------ Excerpted records ------

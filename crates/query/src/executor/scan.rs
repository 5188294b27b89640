//! Table, index and CTE scan executors.

use super::filter::select_compare;
use super::{BlockOperator, BufferCursor, ExecContext};
use crate::planner::LeafFilter;
use alloc::rc::Rc;
use alloc::string::String;
use alloc::vec::Vec;
use strata_core::block::{FlatColumns, RowBlock, SelectionVector};
use strata_core::{Result, Value};
use strata_storage::ScanCache;
use tracing::trace;

/// Streams the scan cache of a stored table, applying leaf filters per block.
pub struct SeqScanExecutor {
    table: String,
    leaf_filters: Vec<LeafFilter>,
    cache: Option<Rc<ScanCache>>,
    next_block: usize,
}

impl SeqScanExecutor {
    pub fn new(table: String, leaf_filters: Vec<LeafFilter>) -> Self {
        Self {
            table,
            leaf_filters,
            cache: None,
            next_block: 0,
        }
    }
}

impl BlockOperator for SeqScanExecutor {
    fn open(&mut self, ctx: &ExecContext<'_>) -> Result<()> {
        let table = ctx.db.get_table(&self.table)?;
        self.cache = Some(table.scan_cache()?);
        self.next_block = 0;
        Ok(())
    }

    fn next(&mut self, _ctx: &ExecContext<'_>) -> Result<Option<RowBlock>> {
        let Some(cache) = &self.cache else {
            return Ok(None);
        };
        let Some(block) = cache.block(self.next_block) else {
            return Ok(None);
        };
        self.next_block += 1;
        Ok(Some(apply_leaf_filters(block, &self.leaf_filters)))
    }

    fn close(&mut self) {
        self.cache = None;
    }
}

/// Narrows the selection of `block` by each `column <op> literal` in turn.
pub(crate) fn apply_leaf_filters(block: RowBlock, filters: &[LeafFilter]) -> RowBlock {
    if filters.is_empty() {
        return block;
    }
    let mut selection = match block.selection() {
        Some(sel) => sel.clone(),
        None => SelectionVector::all(block.physical_len()),
    };
    for f in filters {
        if selection.is_empty() {
            break;
        }
        selection = select_compare(block.column(f.column), &selection, f.op, &f.value);
    }
    trace!(rows = selection.len(), "leaf filters applied");
    block.with_selection(selection)
}

/// Point lookup through a column index.
pub struct IndexScanExecutor {
    table: String,
    column: usize,
    key: Value,
    cursor: BufferCursor,
}

impl IndexScanExecutor {
    pub fn new(table: String, column: usize, key: Value) -> Self {
        Self {
            table,
            column,
            key,
            cursor: BufferCursor::default(),
        }
    }
}

impl BlockOperator for IndexScanExecutor {
    fn open(&mut self, ctx: &ExecContext<'_>) -> Result<()> {
        let table = ctx.db.get_table(&self.table)?;
        let mut positions = table.lookup(self.column, &self.key);
        positions.sort_unstable();
        let mut rows = FlatColumns::new(&table.schema().data_types());
        for pos in positions {
            if let Some(row) = table.row(pos as usize) {
                rows.append_values(row.values())?;
            }
        }
        trace!(table = %self.table, rows = rows.len(), "index lookup");
        self.cursor = BufferCursor::new(rows, None);
        Ok(())
    }

    fn next(&mut self, _ctx: &ExecContext<'_>) -> Result<Option<RowBlock>> {
        Ok(self.cursor.next_block())
    }

    fn close(&mut self) {
        self.cursor.clear();
    }
}

/// Scans the temporary table materialized for a common table expression.
pub struct CteScanExecutor {
    slot: usize,
    cache: Option<Rc<ScanCache>>,
    next_block: usize,
}

impl CteScanExecutor {
    pub fn new(slot: usize) -> Self {
        Self {
            slot,
            cache: None,
            next_block: 0,
        }
    }
}

impl BlockOperator for CteScanExecutor {
    fn open(&mut self, ctx: &ExecContext<'_>) -> Result<()> {
        self.cache = Some(ctx.cte_table(self.slot)?.scan_cache()?);
        self.next_block = 0;
        Ok(())
    }

    fn next(&mut self, _ctx: &ExecContext<'_>) -> Result<Option<RowBlock>> {
        let block = self.cache.as_ref().and_then(|c| c.block(self.next_block));
        self.next_block += 1;
        Ok(block)
    }

    fn close(&mut self) {
        self.cache = None;
    }
}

------

Read the records above. Show each line that has the string "Some".

        self.cache = Some(table.scan_cache()?);
        let Some(cache) = &self.cache else {
        let Some(block) = cache.block(self.next_block) else {
        Ok(Some(apply_leaf_filters(block, &self.leaf_filters)))
        Some(sel) => sel.clone(),
            if let Some(row) = table.row(pos as usize) {
        self.cache = Some(ctx.cte_table(self.slot)?.scan_cache()?);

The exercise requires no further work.